◆ **Records contained in a dataset**:
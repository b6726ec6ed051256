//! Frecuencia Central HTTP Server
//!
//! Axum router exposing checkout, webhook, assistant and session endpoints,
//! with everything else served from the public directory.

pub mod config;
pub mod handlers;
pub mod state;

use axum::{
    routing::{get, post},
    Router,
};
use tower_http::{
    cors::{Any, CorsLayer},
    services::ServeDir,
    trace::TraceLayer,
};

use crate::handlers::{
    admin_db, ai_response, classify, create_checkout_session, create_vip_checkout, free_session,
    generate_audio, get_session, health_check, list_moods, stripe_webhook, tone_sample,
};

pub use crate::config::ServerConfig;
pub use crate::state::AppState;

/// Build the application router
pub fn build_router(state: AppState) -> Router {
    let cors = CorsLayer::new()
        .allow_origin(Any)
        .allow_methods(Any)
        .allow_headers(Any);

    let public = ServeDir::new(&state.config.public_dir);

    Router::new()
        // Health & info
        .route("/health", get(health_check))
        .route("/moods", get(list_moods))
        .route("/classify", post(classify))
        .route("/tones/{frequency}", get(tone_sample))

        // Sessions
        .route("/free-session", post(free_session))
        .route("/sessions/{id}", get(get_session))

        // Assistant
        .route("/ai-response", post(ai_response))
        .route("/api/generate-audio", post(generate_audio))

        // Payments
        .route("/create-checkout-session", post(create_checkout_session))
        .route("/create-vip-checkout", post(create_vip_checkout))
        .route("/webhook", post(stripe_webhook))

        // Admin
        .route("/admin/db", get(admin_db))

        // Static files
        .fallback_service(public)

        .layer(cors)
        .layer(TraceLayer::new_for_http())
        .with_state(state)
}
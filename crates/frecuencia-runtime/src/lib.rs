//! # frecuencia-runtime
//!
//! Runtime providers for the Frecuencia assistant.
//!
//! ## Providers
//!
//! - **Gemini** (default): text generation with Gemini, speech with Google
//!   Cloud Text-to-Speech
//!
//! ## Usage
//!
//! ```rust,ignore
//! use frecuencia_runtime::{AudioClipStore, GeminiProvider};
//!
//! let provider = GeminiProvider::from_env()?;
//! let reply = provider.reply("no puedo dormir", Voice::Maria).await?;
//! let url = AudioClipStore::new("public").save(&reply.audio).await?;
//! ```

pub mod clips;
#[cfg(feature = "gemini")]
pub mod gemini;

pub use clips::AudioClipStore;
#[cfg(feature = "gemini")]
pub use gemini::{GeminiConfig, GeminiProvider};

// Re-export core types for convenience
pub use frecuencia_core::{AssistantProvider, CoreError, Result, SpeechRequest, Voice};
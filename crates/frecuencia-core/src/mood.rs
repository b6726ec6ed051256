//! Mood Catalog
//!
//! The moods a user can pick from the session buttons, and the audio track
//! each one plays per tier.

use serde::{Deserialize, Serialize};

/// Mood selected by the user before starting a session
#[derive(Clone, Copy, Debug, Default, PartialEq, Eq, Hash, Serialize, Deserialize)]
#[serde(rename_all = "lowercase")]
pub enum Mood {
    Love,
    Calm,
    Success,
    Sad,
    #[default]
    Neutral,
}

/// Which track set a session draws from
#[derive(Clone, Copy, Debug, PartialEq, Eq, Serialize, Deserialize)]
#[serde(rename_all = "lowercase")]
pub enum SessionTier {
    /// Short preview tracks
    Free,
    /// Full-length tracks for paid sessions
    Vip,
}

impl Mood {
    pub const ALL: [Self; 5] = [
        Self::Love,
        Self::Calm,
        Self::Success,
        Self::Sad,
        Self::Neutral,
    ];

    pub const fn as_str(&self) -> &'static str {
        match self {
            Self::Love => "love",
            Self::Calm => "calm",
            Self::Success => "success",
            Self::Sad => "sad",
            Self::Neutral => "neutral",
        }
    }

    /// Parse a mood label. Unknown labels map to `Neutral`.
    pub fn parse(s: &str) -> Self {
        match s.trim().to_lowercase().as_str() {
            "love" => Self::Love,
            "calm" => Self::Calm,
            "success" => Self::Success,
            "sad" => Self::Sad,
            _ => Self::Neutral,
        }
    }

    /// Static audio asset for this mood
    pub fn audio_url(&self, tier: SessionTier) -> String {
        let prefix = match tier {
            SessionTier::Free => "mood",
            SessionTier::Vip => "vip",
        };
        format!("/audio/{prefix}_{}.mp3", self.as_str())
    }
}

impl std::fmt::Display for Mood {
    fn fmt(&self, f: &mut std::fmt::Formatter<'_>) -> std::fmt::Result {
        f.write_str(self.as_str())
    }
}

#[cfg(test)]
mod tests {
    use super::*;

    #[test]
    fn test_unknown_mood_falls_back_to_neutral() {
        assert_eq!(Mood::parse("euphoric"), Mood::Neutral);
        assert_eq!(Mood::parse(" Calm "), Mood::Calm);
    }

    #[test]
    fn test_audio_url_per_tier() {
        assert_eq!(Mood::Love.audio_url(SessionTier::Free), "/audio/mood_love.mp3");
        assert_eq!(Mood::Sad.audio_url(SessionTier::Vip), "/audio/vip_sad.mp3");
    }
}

◆ **Exercise directions**:
Please return every line of the data, unaltered.

◆ **Exercise result**:
repository b6726ec6ed051256
//! Frecuencia Central HTTP Server
//!
//! Axum router exposing checkout, webhook, assistant and session endpoints,
//! with everything else served from the public directory.

pub mod config;
pub mod handlers;
pub mod state;

use axum::{
    routing::{get, post},
    Router,
};
use tower_http::{
    cors::{Any, CorsLayer},
    services::ServeDir,
    trace::TraceLayer,
};

use crate::handlers::{
    admin_db, ai_response, classify, create_checkout_session, create_vip_checkout, free_session,
    generate_audio, get_session, health_check, list_moods, stripe_webhook, tone_sample,
};

pub use crate::config::ServerConfig;
pub use crate::state::AppState;

/// Build the application router
pub fn build_router(state: AppState) -> Router {
    let cors = CorsLayer::new()
        .allow_origin(Any)
        .allow_methods(Any)
        .allow_headers(Any);

    let public = ServeDir::new(&state.config.public_dir);

    Router::new()
        // Health & info
        .route("/health", get(health_check))
        .route("/moods", get(list_moods))
        .route("/classify", post(classify))
        .route("/tones/{frequency}", get(tone_sample))

        // Sessions
        .route("/free-session", post(free_session))
        .route("/sessions/{id}", get(get_session))

        // Assistant
        .route("/ai-response", post(ai_response))
        .route("/api/generate-audio", post(generate_audio))

        // Payments
        .route("/create-checkout-session", post(create_checkout_session))
        .route("/create-vip-checkout", post(create_vip_checkout))
        .route("/webhook", post(stripe_webhook))

        // Admin
        .route("/admin/db", get(admin_db))

        // Static files
        .fallback_service(public)

        .layer(cors)
        .layer(TraceLayer::new_for_http())
        .with_state(state)
}
filename crates/frecuencia-runtime/src/lib.rs
//! # frecuencia-runtime
//!
//! Runtime providers for the Frecuencia assistant.
//!
//! ## Providers
//!
//! - **Gemini** (default): text generation with Gemini, speech with Google
//!   Cloud Text-to-Speech
//!
//! ## Usage
//!
//! ```rust,ignore
//! use frecuencia_runtime::{AudioClipStore, GeminiProvider};
//!
//! let provider = GeminiProvider::from_env()?;
//! let reply = provider.reply("no puedo dormir", Voice::Maria).await?;
//! let url = AudioClipStore::new("public").save(&reply.audio).await?;
//! ```

pub mod clips;
#[cfg(feature = "gemini")]
pub mod gemini;

pub use clips::AudioClipStore;
#[cfg(feature = "gemini")]
pub use gemini::{GeminiConfig, GeminiProvider};

// Re-export core types for convenience
pub use frecuencia_core::{AssistantProvider, CoreError, Result, SpeechRequest, Voice};
filename crates/frecuencia-core/src/mood.rs
repository b6726ec6ed051256
//! Mood Catalog
//!
//! The moods a user can pick from the session buttons, and the audio track
//! each one plays per tier.

use serde::{Deserialize, Serialize};

/// Mood selected by the user before starting a session
#[derive(Clone, Copy, Debug, Default, PartialEq, Eq, Hash, Serialize, Deserialize)]
#[serde(rename_all = "lowercase")]
pub enum Mood {
    Love,
    Calm,
    Success,
    Sad,
    #[default]
    Neutral,
}

/// Which track set a session draws from
#[derive(Clone, Copy, Debug, PartialEq, Eq, Serialize, Deserialize)]
#[serde(rename_all = "lowercase")]
pub enum SessionTier {
    /// Short preview tracks
    Free,
    /// Full-length tracks for paid sessions
    Vip,
}

impl Mood {
    pub const ALL: [Self; 5] = [
        Self::Love,
        Self::Calm,
        Self::Success,
        Self::Sad,
        Self::Neutral,
    ];

    pub const fn as_str(&self) -> &'static str {
        match self {
            Self::Love => "love",
            Self::Calm => "calm",
            Self::Success => "success",
            Self::Sad => "sad",
            Self::Neutral => "neutral",
        }
    }

    /// Parse a mood label. Unknown labels map to `Neutral`.
    pub fn parse(s: &str) -> Self {
        match s.trim().to_lowercase().as_str() {
            "love" => Self::Love,
            "calm" => Self::Calm,
            "success" => Self::Success,
            "sad" => Self::Sad,
            _ => Self::Neutral,
        }
    }

    /// Static audio asset for this mood
    pub fn audio_url(&self, tier: SessionTier) -> String {
        let prefix = match tier {
            SessionTier::Free => "mood",
            SessionTier::Vip => "vip",
        };
        format!("/audio/{prefix}_{}.mp3", self.as_str())
    }
}

impl std::fmt::Display for Mood {
    fn fmt(&self, f: &mut std::fmt::Formatter<'_>) -> std::fmt::Result {
        f.write_str(self.as_str())
    }
}

#[cfg(test)]
mod tests {
    use super::*;

    #[test]
    fn test_unknown_mood_falls_back_to_neutral() {
        assert_eq!(Mood::parse("euphoric"), Mood::Neutral);
        assert_eq!(Mood::parse(" Calm "), Mood::Calm);
    }

    #[test]
    fn test_audio_url_per_tier() {
        assert_eq!(Mood::Love.audio_url(SessionTier::Free), "/audio/mood_love.mp3");
        assert_eq!(Mood::Sad.audio_url(SessionTier::Vip), "/audio/vip_sad.mp3");
    }
}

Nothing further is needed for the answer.